Exercise directions: The response should be the data again, identical in every line.

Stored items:
=====
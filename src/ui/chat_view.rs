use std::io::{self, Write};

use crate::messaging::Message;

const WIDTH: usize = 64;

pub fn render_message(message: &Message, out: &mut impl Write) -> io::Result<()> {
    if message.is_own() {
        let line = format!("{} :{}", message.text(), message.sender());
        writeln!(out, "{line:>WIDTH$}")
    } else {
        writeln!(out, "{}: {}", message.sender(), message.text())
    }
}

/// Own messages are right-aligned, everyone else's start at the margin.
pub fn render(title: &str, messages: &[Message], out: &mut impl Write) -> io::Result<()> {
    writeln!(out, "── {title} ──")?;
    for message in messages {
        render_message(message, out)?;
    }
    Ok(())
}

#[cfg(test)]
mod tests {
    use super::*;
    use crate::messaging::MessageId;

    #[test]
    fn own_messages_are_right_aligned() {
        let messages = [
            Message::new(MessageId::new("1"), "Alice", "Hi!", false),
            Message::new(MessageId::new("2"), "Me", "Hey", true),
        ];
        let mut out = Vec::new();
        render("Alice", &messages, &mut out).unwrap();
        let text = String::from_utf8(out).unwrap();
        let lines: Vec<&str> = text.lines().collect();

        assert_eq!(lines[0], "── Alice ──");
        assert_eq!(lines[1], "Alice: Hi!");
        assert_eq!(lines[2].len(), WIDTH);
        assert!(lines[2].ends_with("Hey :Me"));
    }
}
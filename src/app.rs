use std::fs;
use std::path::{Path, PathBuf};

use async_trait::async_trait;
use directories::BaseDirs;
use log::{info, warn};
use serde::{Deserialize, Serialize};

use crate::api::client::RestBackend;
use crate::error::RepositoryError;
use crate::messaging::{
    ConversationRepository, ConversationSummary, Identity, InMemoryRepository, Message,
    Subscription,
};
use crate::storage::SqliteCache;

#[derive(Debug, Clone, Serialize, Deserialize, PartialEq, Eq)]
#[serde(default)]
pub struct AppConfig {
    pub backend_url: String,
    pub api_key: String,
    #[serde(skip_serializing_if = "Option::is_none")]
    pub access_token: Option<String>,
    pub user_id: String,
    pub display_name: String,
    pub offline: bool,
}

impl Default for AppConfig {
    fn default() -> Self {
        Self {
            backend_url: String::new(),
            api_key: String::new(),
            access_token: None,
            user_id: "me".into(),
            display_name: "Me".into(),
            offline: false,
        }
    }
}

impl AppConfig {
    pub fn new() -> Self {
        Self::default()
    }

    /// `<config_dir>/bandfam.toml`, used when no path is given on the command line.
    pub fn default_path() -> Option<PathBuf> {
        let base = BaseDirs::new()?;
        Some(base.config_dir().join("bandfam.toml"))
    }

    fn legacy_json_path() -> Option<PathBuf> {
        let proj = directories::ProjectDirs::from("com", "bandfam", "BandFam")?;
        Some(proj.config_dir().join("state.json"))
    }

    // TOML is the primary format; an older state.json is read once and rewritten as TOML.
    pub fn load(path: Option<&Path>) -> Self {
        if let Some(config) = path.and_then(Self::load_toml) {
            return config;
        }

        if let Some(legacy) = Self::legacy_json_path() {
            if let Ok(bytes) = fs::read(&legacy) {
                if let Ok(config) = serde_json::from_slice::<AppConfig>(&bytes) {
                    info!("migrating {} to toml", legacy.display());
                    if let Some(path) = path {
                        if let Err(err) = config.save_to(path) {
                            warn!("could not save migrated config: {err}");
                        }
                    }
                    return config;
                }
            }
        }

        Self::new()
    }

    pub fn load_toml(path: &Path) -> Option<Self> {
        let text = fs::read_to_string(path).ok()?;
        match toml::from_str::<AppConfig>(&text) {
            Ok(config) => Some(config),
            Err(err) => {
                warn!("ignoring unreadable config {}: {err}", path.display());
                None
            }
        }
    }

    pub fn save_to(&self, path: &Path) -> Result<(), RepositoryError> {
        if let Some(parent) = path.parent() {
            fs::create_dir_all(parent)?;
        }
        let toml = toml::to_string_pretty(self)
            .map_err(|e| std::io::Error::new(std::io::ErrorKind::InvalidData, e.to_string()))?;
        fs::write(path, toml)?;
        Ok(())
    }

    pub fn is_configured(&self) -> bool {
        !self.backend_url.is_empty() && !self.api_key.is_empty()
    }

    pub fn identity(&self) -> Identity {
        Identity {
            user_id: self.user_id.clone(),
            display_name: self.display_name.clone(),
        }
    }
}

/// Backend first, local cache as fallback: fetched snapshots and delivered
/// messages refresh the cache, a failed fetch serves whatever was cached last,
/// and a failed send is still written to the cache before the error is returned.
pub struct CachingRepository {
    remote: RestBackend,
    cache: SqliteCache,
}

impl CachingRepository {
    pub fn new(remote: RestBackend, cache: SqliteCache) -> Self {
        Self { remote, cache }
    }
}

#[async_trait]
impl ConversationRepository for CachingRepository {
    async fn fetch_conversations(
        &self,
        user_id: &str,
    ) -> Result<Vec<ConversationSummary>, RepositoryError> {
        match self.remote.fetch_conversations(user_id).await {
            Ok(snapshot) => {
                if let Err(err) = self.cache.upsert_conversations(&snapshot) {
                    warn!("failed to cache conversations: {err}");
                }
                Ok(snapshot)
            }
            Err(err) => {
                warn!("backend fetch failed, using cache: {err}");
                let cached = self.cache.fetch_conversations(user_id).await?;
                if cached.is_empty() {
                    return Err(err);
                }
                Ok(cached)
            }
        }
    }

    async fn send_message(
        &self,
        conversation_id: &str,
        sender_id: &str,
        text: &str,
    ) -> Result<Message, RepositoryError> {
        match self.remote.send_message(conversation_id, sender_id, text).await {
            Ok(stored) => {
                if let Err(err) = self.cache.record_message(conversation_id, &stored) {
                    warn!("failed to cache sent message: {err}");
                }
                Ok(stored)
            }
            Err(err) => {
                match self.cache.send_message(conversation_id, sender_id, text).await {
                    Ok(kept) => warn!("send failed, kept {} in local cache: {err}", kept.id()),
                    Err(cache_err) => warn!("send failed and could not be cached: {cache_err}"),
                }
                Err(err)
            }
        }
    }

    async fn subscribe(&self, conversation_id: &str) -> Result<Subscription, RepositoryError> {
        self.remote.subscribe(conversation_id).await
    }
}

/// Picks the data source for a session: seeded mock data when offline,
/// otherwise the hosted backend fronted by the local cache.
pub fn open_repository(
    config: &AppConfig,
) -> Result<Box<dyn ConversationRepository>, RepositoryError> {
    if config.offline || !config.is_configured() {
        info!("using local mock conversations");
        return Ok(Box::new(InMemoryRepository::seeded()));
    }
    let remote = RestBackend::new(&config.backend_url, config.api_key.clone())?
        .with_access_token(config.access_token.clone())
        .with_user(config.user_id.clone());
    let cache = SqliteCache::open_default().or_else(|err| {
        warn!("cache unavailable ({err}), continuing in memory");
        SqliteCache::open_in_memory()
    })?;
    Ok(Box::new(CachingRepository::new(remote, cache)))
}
=====
Expected output:
filename src/ui/chat_view.rs
use std::io::{self, Write};

use crate::messaging::Message;

const WIDTH: usize = 64;

pub fn render_message(message: &Message, out: &mut impl Write) -> io::Result<()> {
    if message.is_own() {
        let line = format!("{} :{}", message.text(), message.sender());
        writeln!(out, "{line:>WIDTH$}")
    } else {
        writeln!(out, "{}: {}", message.sender(), message.text())
    }
}

/// Own messages are right-aligned, everyone else's start at the margin.
pub fn render(title: &str, messages: &[Message], out: &mut impl Write) -> io::Result<()> {
    writeln!(out, "── {title} ──")?;
    for message in messages {
        render_message(message, out)?;
    }
    Ok(())
}

#[cfg(test)]
mod tests {
    use super::*;
    use crate::messaging::MessageId;

    #[test]
    fn own_messages_are_right_aligned() {
        let messages = [
            Message::new(MessageId::new("1"), "Alice", "Hi!", false),
            Message::new(MessageId::new("2"), "Me", "Hey", true),
        ];
        let mut out = Vec::new();
        render("Alice", &messages, &mut out).unwrap();
        let text = String::from_utf8(out).unwrap();
        let lines: Vec<&str> = text.lines().collect();

        assert_eq!(lines[0], "── Alice ──");
        assert_eq!(lines[1], "Alice: Hi!");
        assert_eq!(lines[2].len(), WIDTH);
        assert!(lines[2].ends_with("Hey :Me"));
    }
}
filename src/app.rs
use std::fs;
use std::path::{Path, PathBuf};

use async_trait::async_trait;
use directories::BaseDirs;
use log::{info, warn};
use serde::{Deserialize, Serialize};

use crate::api::client::RestBackend;
use crate::error::RepositoryError;
use crate::messaging::{
    ConversationRepository, ConversationSummary, Identity, InMemoryRepository, Message,
    Subscription,
};
use crate::storage::SqliteCache;

#[derive(Debug, Clone, Serialize, Deserialize, PartialEq, Eq)]
#[serde(default)]
pub struct AppConfig {
    pub backend_url: String,
    pub api_key: String,
    #[serde(skip_serializing_if = "Option::is_none")]
    pub access_token: Option<String>,
    pub user_id: String,
    pub display_name: String,
    pub offline: bool,
}

impl Default for AppConfig {
    fn default() -> Self {
        Self {
            backend_url: String::new(),
            api_key: String::new(),
            access_token: None,
            user_id: "me".into(),
            display_name: "Me".into(),
            offline: false,
        }
    }
}

impl AppConfig {
    pub fn new() -> Self {
        Self::default()
    }

    /// `<config_dir>/bandfam.toml`, used when no path is given on the command line.
    pub fn default_path() -> Option<PathBuf> {
        let base = BaseDirs::new()?;
        Some(base.config_dir().join("bandfam.toml"))
    }

    fn legacy_json_path() -> Option<PathBuf> {
        let proj = directories::ProjectDirs::from("com", "bandfam", "BandFam")?;
        Some(proj.config_dir().join("state.json"))
    }

    // TOML is the primary format; an older state.json is read once and rewritten as TOML.
    pub fn load(path: Option<&Path>) -> Self {
        if let Some(config) = path.and_then(Self::load_toml) {
            return config;
        }

        if let Some(legacy) = Self::legacy_json_path() {
            if let Ok(bytes) = fs::read(&legacy) {
                if let Ok(config) = serde_json::from_slice::<AppConfig>(&bytes) {
                    info!("migrating {} to toml", legacy.display());
                    if let Some(path) = path {
                        if let Err(err) = config.save_to(path) {
                            warn!("could not save migrated config: {err}");
                        }
                    }
                    return config;
                }
            }
        }

        Self::new()
    }

    pub fn load_toml(path: &Path) -> Option<Self> {
        let text = fs::read_to_string(path).ok()?;
        match toml::from_str::<AppConfig>(&text) {
            Ok(config) => Some(config),
            Err(err) => {
                warn!("ignoring unreadable config {}: {err}", path.display());
                None
            }
        }
    }

    pub fn save_to(&self, path: &Path) -> Result<(), RepositoryError> {
        if let Some(parent) = path.parent() {
            fs::create_dir_all(parent)?;
        }
        let toml = toml::to_string_pretty(self)
            .map_err(|e| std::io::Error::new(std::io::ErrorKind::InvalidData, e.to_string()))?;
        fs::write(path, toml)?;
        Ok(())
    }

    pub fn is_configured(&self) -> bool {
        !self.backend_url.is_empty() && !self.api_key.is_empty()
    }

    pub fn identity(&self) -> Identity {
        Identity {
            user_id: self.user_id.clone(),
            display_name: self.display_name.clone(),
        }
    }
}

/// Backend first, local cache as fallback: fetched snapshots and delivered
/// messages refresh the cache, a failed fetch serves whatever was cached last,
/// and a failed send is still written to the cache before the error is returned.
pub struct CachingRepository {
    remote: RestBackend,
    cache: SqliteCache,
}

impl CachingRepository {
    pub fn new(remote: RestBackend, cache: SqliteCache) -> Self {
        Self { remote, cache }
    }
}

#[async_trait]
impl ConversationRepository for CachingRepository {
    async fn fetch_conversations(
        &self,
        user_id: &str,
    ) -> Result<Vec<ConversationSummary>, RepositoryError> {
        match self.remote.fetch_conversations(user_id).await {
            Ok(snapshot) => {
                if let Err(err) = self.cache.upsert_conversations(&snapshot) {
                    warn!("failed to cache conversations: {err}");
                }
                Ok(snapshot)
            }
            Err(err) => {
                warn!("backend fetch failed, using cache: {err}");
                let cached = self.cache.fetch_conversations(user_id).await?;
                if cached.is_empty() {
                    return Err(err);
                }
                Ok(cached)
            }
        }
    }

    async fn send_message(
        &self,
        conversation_id: &str,
        sender_id: &str,
        text: &str,
    ) -> Result<Message, RepositoryError> {
        match self.remote.send_message(conversation_id, sender_id, text).await {
            Ok(stored) => {
                if let Err(err) = self.cache.record_message(conversation_id, &stored) {
                    warn!("failed to cache sent message: {err}");
                }
                Ok(stored)
            }
            Err(err) => {
                match self.cache.send_message(conversation_id, sender_id, text).await {
                    Ok(kept) => warn!("send failed, kept {} in local cache: {err}", kept.id()),
                    Err(cache_err) => warn!("send failed and could not be cached: {cache_err}"),
                }
                Err(err)
            }
        }
    }

    async fn subscribe(&self, conversation_id: &str) -> Result<Subscription, RepositoryError> {
        self.remote.subscribe(conversation_id).await
    }
}

/// Picks the data source for a session: seeded mock data when offline,
/// otherwise the hosted backend fronted by the local cache.
pub fn open_repository(
    config: &AppConfig,
) -> Result<Box<dyn ConversationRepository>, RepositoryError> {
    if config.offline || !config.is_configured() {
        info!("using local mock conversations");
        return Ok(Box::new(InMemoryRepository::seeded()));
    }
    let remote = RestBackend::new(&config.backend_url, config.api_key.clone())?
        .with_access_token(config.access_token.clone())
        .with_user(config.user_id.clone());
    let cache = SqliteCache::open_default().or_else(|err| {
        warn!("cache unavailable ({err}), continuing in memory");
        SqliteCache::open_in_memory()
    })?;
    Ok(Box::new(CachingRepository::new(remote, cache)))
}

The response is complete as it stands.